• _WHAT YOU NEED TO DO_: Only these lines are needed: the first line of the entries below through the line with "#[derive(Debug, Error)]", each returned exactly.

• _DATA RECORDS_:
◆ ◆ ◆ ◆ ◆

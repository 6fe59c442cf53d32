//! Session issuer: stateless signed tokens.
//!
//! Access and refresh tokens are HS256 JWTs signed with a single secret
//! loaded at startup. There is no server-side session store and no
//! revocation list; a token is valid until it expires.

use chrono::{Duration, Utc};
use jsonwebtoken::{Algorithm, DecodingKey, EncodingKey, Header, Validation};
use secrecy::ExposeSecret;
use serde::{Deserialize, Serialize};
use thiserror::Error;
use uuid::Uuid;

use gxi_core::Role;

use crate::config::JwtConfig;
use crate::models::User;

/// What a token is good for. Encoded in the claims so an access check can
/// reject a refresh token presented as an access token.
#[derive(Debug, Clone, Copy, PartialEq, Eq, Serialize, Deserialize)]
#[serde(rename_all = "lowercase")]
pub enum TokenUse {
    Access,
    Refresh,
}

/// Claims carried by every signed token.
#[derive(Debug, Clone, Serialize, Deserialize)]
pub struct Claims {
    /// Subject: the user's numeric ID.
    pub sub: i32,
    pub email: String,
    pub role: Role,
    pub token_use: TokenUse,
    /// Issued-at, seconds since the epoch.
    pub iat: i64,
    /// Expiry, seconds since the epoch.
    pub exp: i64,
    /// Unique token ID.
    pub jti: Uuid,
}

/// An access/refresh pair returned at login. Only the access token is
/// accepted for request authentication.
#[derive(Debug, Clone, Serialize)]
pub struct TokenPair {
    pub access: String,
    pub refresh: String,
}

/// Errors from signing or verifying tokens.
#[derive(Debug, Error)]
pub enum TokenError {
    #[error("failed to sign token: {0}")]
    Sign(jsonwebtoken::errors::Error),

    /// Bad signature, expired, or otherwise unparseable.
    #[error("invalid token")]
    Invalid,

    /// A structurally valid token presented for the wrong use.
    #[error("wrong token type")]
    WrongTokenUse,
}

/// Signs and verifies session tokens.
#[derive(Clone)]
pub struct TokenSigner {
    encoding_key: EncodingKey,
    decoding_key: DecodingKey,
    access_ttl: Duration,
    refresh_ttl: Duration,
}

impl TokenSigner {
    /// Build a signer from the loaded JWT configuration.
    #[must_use]
    pub fn new(config: &JwtConfig) -> Self {
        let secret = config.secret.expose_secret().as_bytes();
        Self {
            encoding_key: EncodingKey::from_secret(secret),
            decoding_key: DecodingKey::from_secret(secret),
            access_ttl: Duration::minutes(config.access_ttl_mins),
            refresh_ttl: Duration::days(config.refresh_ttl_days),
        }
    }

    /// Issue an access/refresh pair for a user.
    ///
    /// # Errors
    ///
    /// Returns `TokenError::Sign` if encoding fails.
    pub fn issue_pair(&self, user: &User) -> Result<TokenPair, TokenError> {
        let access = self.sign(user, TokenUse::Access, self.access_ttl)?;
        let refresh = self.sign(user, TokenUse::Refresh, self.refresh_ttl)?;
        Ok(TokenPair { access, refresh })
    }

    /// Verify an access token and return its claims.
    ///
    /// # Errors
    ///
    /// Returns `TokenError::Invalid` for tampered, expired, or unparseable
    /// tokens, and `TokenError::WrongTokenUse` for a refresh token.
    pub fn verify_access(&self, token: &str) -> Result<Claims, TokenError> {
        let claims = self.decode(token)?;
        if claims.token_use != TokenUse::Access {
            return Err(TokenError::WrongTokenUse);
        }
        Ok(claims)
    }

    fn sign(&self, user: &User, token_use: TokenUse, ttl: Duration) -> Result<String, TokenError> {
        let now = Utc::now();
        let claims = Claims {
            sub: user.id.as_i32(),
            email: user.email.as_str().to_owned(),
            role: user.role,
            token_use,
            iat: now.timestamp(),
            exp: (now + ttl).timestamp(),
            jti: Uuid::new_v4(),
        };
        jsonwebtoken::encode(&Header::new(Algorithm::HS256), &claims, &self.encoding_key)
            .map_err(TokenError::Sign)
    }

    fn decode(&self, token: &str) -> Result<Claims, TokenError> {
        let validation = Validation::new(Algorithm::HS256);
        jsonwebtoken::decode::<Claims>(token, &self.decoding_key, &validation)
            .map(|data| data.claims)
            .map_err(|_| TokenError::Invalid)
    }
}

#[cfg(test)]
#[allow(clippy::unwrap_used)]
mod tests {
    use super::*;
    use chrono::Utc;
    use gxi_core::{Email, UserId};
    use secrecy::SecretString;

    fn signer() -> TokenSigner {
        TokenSigner::new(&JwtConfig {
            secret: SecretString::from("k9#mP2$vL8@qR4!wX7&nT3*zJ6^bH1%d"),
            access_ttl_mins: 15,
            refresh_ttl_days: 7,
        })
    }

    fn user() -> User {
        User {
            id: UserId::new(42),
            email: Email::parse("admin@example.com").unwrap(),
            password_hash: Some("hash".to_string()),
            role: Role::Superadmin,
            first_name: None,
            last_name: None,
            company_name: None,
            street_address: None,
            address_line_2: None,
            city: None,
            state: None,
            zip_code: None,
            phone_number: None,
            is_active: true,
            parent_id: None,
            root_company_id: None,
            date_joined: Utc::now(),
        }
    }

    #[test]
    fn test_issue_and_verify_access() {
        let signer = signer();
        let pair = signer.issue_pair(&user()).unwrap();

        let claims = signer.verify_access(&pair.access).unwrap();
        assert_eq!(claims.sub, 42);
        assert_eq!(claims.email, "admin@example.com");
        assert_eq!(claims.role, Role::Superadmin);
        assert_eq!(claims.token_use, TokenUse::Access);
        assert!(claims.exp > claims.iat);
    }

    #[test]
    fn test_refresh_token_rejected_as_access() {
        let signer = signer();
        let pair = signer.issue_pair(&user()).unwrap();

        let result = signer.verify_access(&pair.refresh);
        assert!(matches!(result, Err(TokenError::WrongTokenUse)));
    }

    #[test]
    fn test_refresh_token_carries_refresh_use() {
        let signer = signer();
        let pair = signer.issue_pair(&user()).unwrap();

        let claims = signer.decode(&pair.refresh).unwrap();
        assert_eq!(claims.token_use, TokenUse::Refresh);
        assert!(claims.exp > claims.iat);
    }

    #[test]
    fn test_tampered_token_rejected() {
        let signer = signer();
        let pair = signer.issue_pair(&user()).unwrap();

        let mut tampered = pair.access;
        tampered.push('x');
        assert!(matches!(
            signer.verify_access(&tampered),
            Err(TokenError::Invalid)
        ));
    }

    #[test]
    fn test_wrong_secret_rejected() {
        let signer = signer();
        let other = TokenSigner::new(&JwtConfig {
            secret: SecretString::from("f4!jW8#sD2$gK6@hN9%mQ1&rV5*xB3^c"),
            access_ttl_mins: 15,
            refresh_ttl_days: 7,
        });

        let pair = signer.issue_pair(&user()).unwrap();
        assert!(matches!(
            other.verify_access(&pair.access),
            Err(TokenError::Invalid)
        ));
    }

    #[test]
    fn test_token_ids_are_unique() {
        let signer = signer();
        let pair = signer.issue_pair(&user()).unwrap();
        let access = signer.verify_access(&pair.access).unwrap();
        let refresh = signer.decode(&pair.refresh).unwrap();
        assert_ne!(access.jti, refresh.jti);
    }
}
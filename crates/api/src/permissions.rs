//! Authorization engine.
//!
//! Pure decision functions over the presented identity; no I/O and no side
//! effects. Mutations go through these predicates, while read policy is
//! deliberately asymmetric: category reads require nothing, user reads
//! require only an authenticated active identity.

use gxi_core::Role;

use crate::models::{CurrentUser, User};

/// True iff an identity is present, carries a role, and is active.
///
/// An identity without an activation flag counts as active; only an
/// explicit `false` (a deactivated account) denies.
#[must_use]
pub fn is_authenticated_and_active(identity: Option<&CurrentUser>) -> bool {
    identity.is_some_and(|user| user.role.is_some() && user.is_active.unwrap_or(true))
}

/// True iff the identity is an active superadmin.
#[must_use]
pub fn is_superadmin(identity: Option<&CurrentUser>) -> bool {
    is_authenticated_and_active(identity)
        && identity.is_some_and(|user| user.role == Some(Role::Superadmin))
}

/// True iff the identity is an active customer.
#[must_use]
pub fn is_customer(identity: Option<&CurrentUser>) -> bool {
    is_authenticated_and_active(identity)
        && identity.is_some_and(|user| user.role == Some(Role::Customer))
}

/// True iff the identity may create, update, or delete categories.
#[must_use]
pub fn can_mutate_category(identity: Option<&CurrentUser>) -> bool {
    is_superadmin(identity)
}

/// General role-creation rule: a superadmin may create a customer; nothing
/// else is permitted through this predicate.
///
/// Registration does not consult this predicate: the bootstrap superadmin
/// and self-service customer signup are explicit state transitions gated on
/// store cardinality, handled in the credential store.
#[must_use]
pub const fn can_create_role(creator: Role, target: Role) -> bool {
    matches!((creator, target), (Role::Superadmin, Role::Customer))
}

/// True iff `requester` may edit or delete `target`: superadmins always,
/// otherwise only the target's direct parent in the ownership forest.
#[must_use]
pub fn can_manage_user(requester: &CurrentUser, target: &User) -> bool {
    if is_superadmin(Some(requester)) {
        return true;
    }
    is_authenticated_and_active(Some(requester)) && target.parent_id == Some(requester.id)
}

◆ ◆ ◆ ◆ ◆

• _EXERCISE ANSWER_:
repository 6fe59c442cf53d32
//! Session issuer: stateless signed tokens.
//!
//! Access and refresh tokens are HS256 JWTs signed with a single secret
//! loaded at startup. There is no server-side session store and no
//! revocation list; a token is valid until it expires.

use chrono::{Duration, Utc};
use jsonwebtoken::{Algorithm, DecodingKey, EncodingKey, Header, Validation};
use secrecy::ExposeSecret;
use serde::{Deserialize, Serialize};
use thiserror::Error;
use uuid::Uuid;

use gxi_core::Role;

use crate::config::JwtConfig;
use crate::models::User;

/// What a token is good for. Encoded in the claims so an access check can
/// reject a refresh token presented as an access token.
#[derive(Debug, Clone, Copy, PartialEq, Eq, Serialize, Deserialize)]
#[serde(rename_all = "lowercase")]
pub enum TokenUse {
    Access,
    Refresh,
}

/// Claims carried by every signed token.
#[derive(Debug, Clone, Serialize, Deserialize)]
pub struct Claims {
    /// Subject: the user's numeric ID.
    pub sub: i32,
    pub email: String,
    pub role: Role,
    pub token_use: TokenUse,
    /// Issued-at, seconds since the epoch.
    pub iat: i64,
    /// Expiry, seconds since the epoch.
    pub exp: i64,
    /// Unique token ID.
    pub jti: Uuid,
}

/// An access/refresh pair returned at login. Only the access token is
/// accepted for request authentication.
#[derive(Debug, Clone, Serialize)]
pub struct TokenPair {
    pub access: String,
    pub refresh: String,
}

/// Errors from signing or verifying tokens.
#[derive(Debug, Error)]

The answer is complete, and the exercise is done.